I'll post a pic. What do you all think? Now its been at least 4 years since I put a bead down, so I may need to go a do just a few more practice beads. But this is what I got for now:

http://i903.photobucket.com/albums/ac235/kc2ebm/misc/IMG_0635.jpg

I probably should clean the rust off it a bit better, and maybe slow down a bit.


----------



## nate379 (Mar 2, 2012)

Yes for sure clean the metal first!


----------



## Jags (Mar 2, 2012)

You need to slow down and have more angle on the rod.  Think 45 degree.  You may also want to stick with the smaller rod diameter due to the lack of amperage.  That welder should get the job done.  3/16th steel is not taxing it too much.


----------



## OhioBurner© (Mar 2, 2012)

Ok so I practiced a few more welds this morning (I didnt see your reply Jags, I'll try to be more conscious of the angle next time), and well this is what I got. This isnt a road trailer or anything, think this is good enough?











Sorry on the bottom pic on the left part of the bead I couldnt get the wire brush in there good to clean off the weld to see it better.


----------



## Jags (Mar 2, 2012)

That will stick a trailer together.

Now if you want me to nit pick....
You are still traveling too fast.  You need a steady drag.  Remember with the rod you are using, it is considered drag rod.  On the corner weld, you traveled up the angle instead of staying in the corner.  That weld will only be half as strong as it could be.


----------



## oldspark (Mar 2, 2012)

Jags said:
			
		

> On the corner weld, you traveled up the angle instead of staying in the corner.  That weld will only be half as strong as it could be.

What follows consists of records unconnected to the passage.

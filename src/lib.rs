//! `graphql_json_scalar`
//! =========
//!
//! _A `JSON` custom scalar type for GraphQL, built on a fast literal AST._
//!
//! The **`graphql_json_scalar`** library lets a GraphQL server carry arbitrary JSON values through
//! results, variables, and inline query literals:
//!
//! - The [`scalar`] module contains the [`ScalarType`](scalar::ScalarType) contract and the
//!   [`JsonScalar`](scalar::JsonScalar) with its strict and permissive validation modes.
//! - The [`ast`] module parses and prints GraphQL value literals, types, and variable definitions
//!   into an arena allocated AST.
//! - The [`json`] module converts AST literals to `serde_json` values and back.
//! - The [`coercion`] module shows how an engine calls into scalars when it coerces variables,
//!   arguments, and results, and how it reports their errors.
//!
//! The crate doesn't aim to be a GraphQL server. It's the piece an engine plugs in to support a
//! `JSON` scalar, and the minimal amount of the query language it takes to exercise it.
//!
//! [A good place to start learning more about this crate is the `scalar` module...](scalar)

pub mod ast;
pub mod coercion;
pub mod error;
pub mod json;
pub mod scalar;

pub use bumpalo;
//! # Error and Result for this crate
//!
//! Every fallible operation returns the same [Error], whether it comes from the literal parser,
//! from a scalar's validation, or from the coercion helpers that call a scalar for an engine.
//!
//! Errors belong to one of three families, see [`ErrorType`]. Engines usually only report the
//! bare [`Error::message`], which is what ends up in a GraphQL response's `errors` list.

use std::{error, fmt, ops::Range, result};

pub type Result<T> = result::Result<T, Error>;

/// An error with a message, the family it belongs to, and for syntax errors the location and a
/// snippet of the source text it was raised at.
///
/// [`fmt::Display`] prints the family's prefix, the message, and the snippet if there's one.
#[derive(PartialEq, Eq, Clone)]
pub struct Error {
    pub(crate) message: String,
    pub(crate) location: Option<Location>,
    pub(crate) context: Option<String>,
    pub(crate) error_type: ErrorType,
}

#[derive(Debug, PartialEq, Eq, Clone, Copy)]
pub enum ErrorType {
    /// Reported by an engine against a query, e.g. a literal of the wrong kind.
    GraphQL,
    /// Raised while lexing or parsing source text.
    Syntax,
    /// Raised when a value doesn't have the shape or encoding a scalar accepts.
    TypeCheck,
}

impl ErrorType {
    fn prefix(self) -> &'static str {
        match self {
            ErrorType::GraphQL => "GraphQL Error",
            ErrorType::Syntax => "Syntax Error",
            ErrorType::TypeCheck => "Type Error",
        }
    }
}

impl Error {
    /// Create an error from a message. Without an `error_type` it's an [`ErrorType::GraphQL`]
    /// error.
    pub fn new<S: Into<String>>(message: S, error_type: Option<ErrorType>) -> Self {
        Error {
            message: message.into(),
            location: None,
            context: None,
            error_type: error_type.unwrap_or(ErrorType::GraphQL),
        }
    }

    /// Create an error that also carries a location and a context string, usually a snippet of
    /// the source text.
    pub fn new_with_context<S: Into<String>>(
        message: S,
        location: Option<Location>,
        context: S,
        error_type: Option<ErrorType>,
    ) -> Self {
        Error {
            location,
            context: Some(context.into()),
            ..Error::new(message, error_type)
        }
    }

    #[inline]
    pub(crate) fn type_check<S: Into<String>>(message: S) -> Self {
        Error::new(message, Some(ErrorType::TypeCheck))
    }

    pub fn message(&self) -> &str {
        &self.message
    }

    pub fn location(&self) -> &Option<Location> {
        &self.location
    }

    pub fn error_type(&self) -> ErrorType {
        self.error_type
    }

    /// Replace the message, keeping the family. Engines use this to say where a scalar's
    /// rejected value was found.
    pub(crate) fn with_message<S: Into<String>>(self, message: S) -> Self {
        Error {
            message: message.into(),
            ..self
        }
    }

    /// Format the error with its family's prefix. With `include_ctx` the context follows on the
    /// next lines.
    pub fn print(&self, include_ctx: bool) -> String {
        let mut out = format!("{}: {}", self.error_type.prefix(), self.message);
        if let (true, Some(context)) = (include_ctx, &self.context) {
            out.push('\n');
            out.push_str(context);
        }
        out
    }
}

/// A 1-based line and column, counted in characters, in a source text.
#[derive(Debug, PartialEq, Eq, Clone)]
pub struct Location {
    pub line: usize,
    pub column: usize,
}

impl Location {
    /// Locate the byte `offset` in `source`.
    pub(crate) fn of(source: &str, offset: usize) -> Location {
        let before = &source[..offset];
        let line_start = before.rfind('\n').map_or(0, |index| index + 1);
        Location {
            line: before.matches('\n').count() + 1,
            column: before[line_start..].chars().count() + 1,
        }
    }

    /// Print the line that `span` starts on with a gutter, and mark the span below it:
    ///
    /// ```text
    ///  3 |     a: $
    ///    |        ^
    /// ```
    pub(crate) fn snippet(source: &str, span: Range<usize>) -> String {
        let location = Location::of(source, span.start);
        let line = source.lines().nth(location.line - 1).unwrap_or("");
        let marked = source[span.start..span.end.max(span.start)]
            .lines()
            .next()
            .map_or(0, |text| text.chars().count());
        let gutter = location.line.to_string();
        format!(
            " {} | {}\n {} | {}{}",
            gutter,
            line,
            " ".repeat(gutter.len()),
            " ".repeat(location.column - 1),
            "^".repeat(marked.max(1))
        )
    }
}

impl fmt::Display for Error {
    fn fmt(&self, f: &mut fmt::Formatter<'_>) -> fmt::Result {
        f.write_str(&self.print(true))
    }
}

impl fmt::Debug for Error {
    fn fmt(&self, f: &mut fmt::Formatter<'_>) -> fmt::Result {
        write!(f, "\n{}\n", self)
    }
}

impl error::Error for Error {}
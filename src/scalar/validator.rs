use crate::error::{Error, Result};
use serde::{Deserialize, Serialize};
use serde_json::{Number, Value as JSValue};

/// Validation policy of a [`JsonScalar`](super::JsonScalar).
#[derive(Debug, PartialEq, Eq, Hash, Clone, Copy, Default, Serialize, Deserialize)]
#[serde(rename_all = "camelCase")]
pub enum ValidationMode {
    /// Only accept values that are already structured (objects or arrays) and pass them on as
    /// they are. Inline literals must be objects.
    #[default]
    Strict,
    /// Accept strings and structured values and decode them from JSON text. Inline literals may
    /// be of any kind.
    Permissive,
}

impl ValidationMode {
    /// Validate a value according to this mode.
    #[inline]
    pub fn validate(self, value: Option<JSValue>) -> Result<JSValue> {
        match self {
            ValidationMode::Strict => validate_structured(value),
            ValidationMode::Permissive => validate_json(value),
        }
    }
}

/// Returns the category of a value as JavaScript's `typeof` reports it.
///
/// `null` is an `"object"`, and a missing value is `"undefined"`.
pub fn type_of(value: Option<&JSValue>) -> &'static str {
    match value {
        None => "undefined",
        Some(JSValue::String(_)) => "string",
        Some(JSValue::Number(_)) => "number",
        Some(JSValue::Bool(_)) => "boolean",
        Some(JSValue::Null | JSValue::Array(_) | JSValue::Object(_)) => "object",
    }
}

/// Formats a number the way JavaScript's `Number#toString` does: integral floats drop their
/// fraction and exponents are only used below `1e-6` and from `1e21` on.
fn js_number(num: &Number) -> String {
    match num.as_f64() {
        Some(float) if num.is_f64() => js_float(float),
        _ => num.to_string(),
    }
}

fn js_float(float: f64) -> String {
    if float == 0.0 {
        return "0".to_string();
    }
    // Shortest digits that round-trip, e.g. `1.5e-7`
    let shortest = format!("{:e}", float.abs());
    let (mantissa, exponent) = match shortest.split_once('e') {
        Some((mantissa, exponent)) => (mantissa, exponent.parse::<i32>().unwrap_or(0)),
        None => return float.to_string(),
    };
    let digits = mantissa.replace('.', "");
    let len = digits.len() as i32;
    let point = exponent + 1;
    let body = if len <= point && point <= 21 {
        digits + &"0".repeat((point - len) as usize)
    } else if 0 < point && point <= 21 {
        let (int, fract) = digits.split_at(point as usize);
        format!("{}.{}", int, fract)
    } else if -6 < point && point <= 0 {
        format!("0.{}{}", "0".repeat(-point as usize), digits)
    } else {
        let sign = if exponent < 0 { '-' } else { '+' };
        format!("{}e{}{}", mantissa, sign, exponent.abs())
    };
    if float < 0.0 {
        format!("-{}", body)
    } else {
        body
    }
}

/// Formats a value the way JavaScript converts it to a string, e.g. when it's interpolated into
/// a template string. Strings aren't quoted.
pub fn display_value(value: Option<&JSValue>) -> String {
    match value {
        None => "undefined".to_string(),
        Some(JSValue::Null) => "null".to_string(),
        Some(JSValue::String(str)) => str.clone(),
        Some(JSValue::Number(num)) => js_number(num),
        Some(JSValue::Bool(x)) => x.to_string(),
        Some(JSValue::Object(_)) => "[object Object]".to_string(),
        Some(JSValue::Array(list)) => list
            .iter()
            .map(|item| match item {
                JSValue::Null => String::new(),
                item => display_value(Some(item)),
            })
            .collect::<Vec<String>>()
            .join(","),
    }
}

/// Accepts objects and arrays unchanged and rejects everything else.
///
/// Nested values aren't inspected.
pub fn validate_structured(value: Option<JSValue>) -> Result<JSValue> {
    match value {
        Some(value @ (JSValue::Object(_) | JSValue::Array(_))) => Ok(value),
        value => Err(Error::type_check(format!(
            "Value is not an instance of Object : {}",
            display_value(value.as_ref())
        ))),
    }
}

#[inline]
fn invalid_json() -> Error {
    Error::type_check("Value is not a valid JSON")
}

/// Accepts JSON text and structured values and returns them decoded.
///
/// Strings are decoded as JSON text, so `"[1, 2]"` turns into an array and `"3"` into a number.
/// Structured values (including `null`) are encoded to JSON text and decoded again. Numbers,
/// booleans, and missing values are rejected with their uppercased `typeof` category.
pub fn validate_json(value: Option<JSValue>) -> Result<JSValue> {
    let text = match value {
        Some(JSValue::String(text)) => text,
        Some(value @ (JSValue::Null | JSValue::Array(_) | JSValue::Object(_))) => {
            serde_json::to_string(&value).map_err(|_| invalid_json())?
        }
        value => {
            return Err(Error::type_check(format!(
                "Value is not a valid type: {}",
                type_of(value.as_ref()).to_uppercase()
            )))
        }
    };

    let decoded: JSValue = serde_json::from_str(&text).map_err(|_| invalid_json())?;
    tracing::debug!(value = %decoded, "decoded JSON scalar value");
    Ok(decoded)
}

#[cfg(test)]
mod tests {
    use super::*;
    use crate::error::ErrorType;
    use serde_json::json;

    #[test]
    fn typeof_categories() {
        assert_eq!(type_of(None), "undefined");
        assert_eq!(type_of(Some(&json!("a"))), "string");
        assert_eq!(type_of(Some(&json!(1.5))), "number");
        assert_eq!(type_of(Some(&json!(true))), "boolean");
        assert_eq!(type_of(Some(&json!(null))), "object");
        assert_eq!(type_of(Some(&json!([]))), "object");
        assert_eq!(type_of(Some(&json!({}))), "object");
    }

    #[test]
    fn display_like_string_conversion() {
        assert_eq!(display_value(None), "undefined");
        assert_eq!(display_value(Some(&json!(null))), "null");
        assert_eq!(display_value(Some(&json!("a"))), "a");
        assert_eq!(display_value(Some(&json!(3))), "3");
        assert_eq!(display_value(Some(&json!(3.14))), "3.14");
        assert_eq!(display_value(Some(&json!(false))), "false");
        assert_eq!(display_value(Some(&json!({ "a": 1 }))), "[object Object]");
        assert_eq!(display_value(Some(&json!([1, null, "b"]))), "1,,b");
    }

    #[test]
    fn display_numbers_like_javascript() {
        let cases = [
            (json!(3.0), "3"),
            (json!(-1.5), "-1.5"),
            (json!(123456.0), "123456"),
            (json!(0.1), "0.1"),
            (json!(0.000001), "0.000001"),
            (json!(1e-7), "1e-7"),
            (json!(-2.5e-8), "-2.5e-8"),
            (json!(1e20), "100000000000000000000"),
            (json!(1e21), "1e+21"),
            (json!(1.25e30), "1.25e+30"),
            (json!(0.0), "0"),
            (json!(-7), "-7"),
            (json!(u64::MAX), "18446744073709551615"),
        ];
        for (value, expected) in cases {
            assert_eq!(display_value(Some(&value)), expected);
        }
        assert_eq!(display_value(Some(&json!([1.0, 2.5]))), "1,2.5");
    }

    #[test]
    fn structured_passes_through() {
        let object = json!({ "a": [1, "x", null], "b": { "c": true } });
        assert_eq!(validate_structured(Some(object.clone())).unwrap(), object);
        let array = json!(["string", 3, 3.14, true, false, null]);
        assert_eq!(validate_structured(Some(array.clone())).unwrap(), array);
        assert_eq!(validate_structured(Some(json!({}))).unwrap(), json!({}));
    }

    #[test]
    fn structured_rejects_primitives() {
        let cases = [
            (Some(json!("a")), "Value is not an instance of Object : a"),
            (Some(json!(3)), "Value is not an instance of Object : 3"),
            (Some(json!(3.0)), "Value is not an instance of Object : 3"),
            (Some(json!(true)), "Value is not an instance of Object : true"),
            (Some(json!(null)), "Value is not an instance of Object : null"),
            (None, "Value is not an instance of Object : undefined"),
        ];
        for (value, message) in cases {
            let error = validate_structured(value).unwrap_err();
            assert_eq!(error.message(), message);
            assert_eq!(error.error_type(), ErrorType::TypeCheck);
        }
    }

    #[test]
    fn json_text_is_decoded() {
        assert_eq!(
            validate_json(Some(json!("{\"a\": [1, 2]}"))).unwrap(),
            json!({ "a": [1, 2] })
        );
        assert_eq!(validate_json(Some(json!("3"))).unwrap(), json!(3));
        assert_eq!(validate_json(Some(json!(" \"a\" "))).unwrap(), json!("a"));
        assert_eq!(validate_json(Some(json!("null"))).unwrap(), json!(null));
    }

    #[test]
    fn structured_values_round_trip() {
        let object = json!({ "a": [1, 2.5, "x"], "b": null });
        assert_eq!(validate_json(Some(object.clone())).unwrap(), object);
        assert_eq!(validate_json(Some(json!(null))).unwrap(), json!(null));
    }

    #[test]
    fn malformed_json_text() {
        for text in ["a", "", "{", "{a: 1}", "[1,]"] {
            let error = validate_json(Some(json!(text))).unwrap_err();
            assert_eq!(error.message(), "Value is not a valid JSON");
            assert_eq!(error.error_type(), ErrorType::TypeCheck);
        }
    }

    #[test]
    fn invalid_types() {
        let cases = [
            (Some(json!(3)), "Value is not a valid type: NUMBER"),
            (Some(json!(true)), "Value is not a valid type: BOOLEAN"),
            (None, "Value is not a valid type: UNDEFINED"),
        ];
        for (value, message) in cases {
            assert_eq!(validate_json(value).unwrap_err().message(), message);
        }
    }

    #[test]
    fn modes_dispatch() {
        assert!(ValidationMode::Strict.validate(Some(json!("[]"))).is_err());
        assert_eq!(
            ValidationMode::Permissive.validate(Some(json!("[]"))).unwrap(),
            json!([])
        );
    }
}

 A little slow today exactly what do you mean? And remind me to never show you any of my welds.


----------



## Jags (Mar 2, 2012)

oldspark said:
			
		

> Jags said:
> 
> 
> 
> ...



Take a look at the edges of the angle and where the weld was laid.  Now follow that weld into the corner, you see it rising above the original (and correct) position.  More weld is up on the angle, then there is at the joint.

Sparky, I really am not or try not to be critical of others and their welds.  Gawd knows that I have burned in a few bubble gum Joe's myself, and I am a looong ways from a pro.  The ONLY reason I even made comment about it is I think him showing his welds was a mild cry for help. (but I could be mistaken on that part, as well.)


----------



## oldspark (Mar 2, 2012)

Hey Jags I understand, you are just helping out, he asked and you gave a honest answer, I used to weld a little better but dont do it enough now to make it look good, at my old job we call it bird sheet.


----------



## OhioBurner© (Mar 2, 2012)

Yeah thats exactly right, I didnt realize when I did it but when I was posting the picture I could see that my weld in the corner was up higher more on one piece than the other. Probably the awkward angle messing me up since most of my other practice beads were on the flat, that one was the first joint I did. And yeah I do appreciate the advice on the matter, other than way back in high school I have not had anyone that really knows how to weld see any of my welds or give me any advice. But this will be my first bigger job.


----------



## Jags (Mar 2, 2012)

OhioBurnerÂ© said:
			
		

> And yeah I do appreciate the advice on the matter, other than way back in high school I have not had anyone that really knows how to weld see any of my welds or give me any advice. But this will be my first bigger job.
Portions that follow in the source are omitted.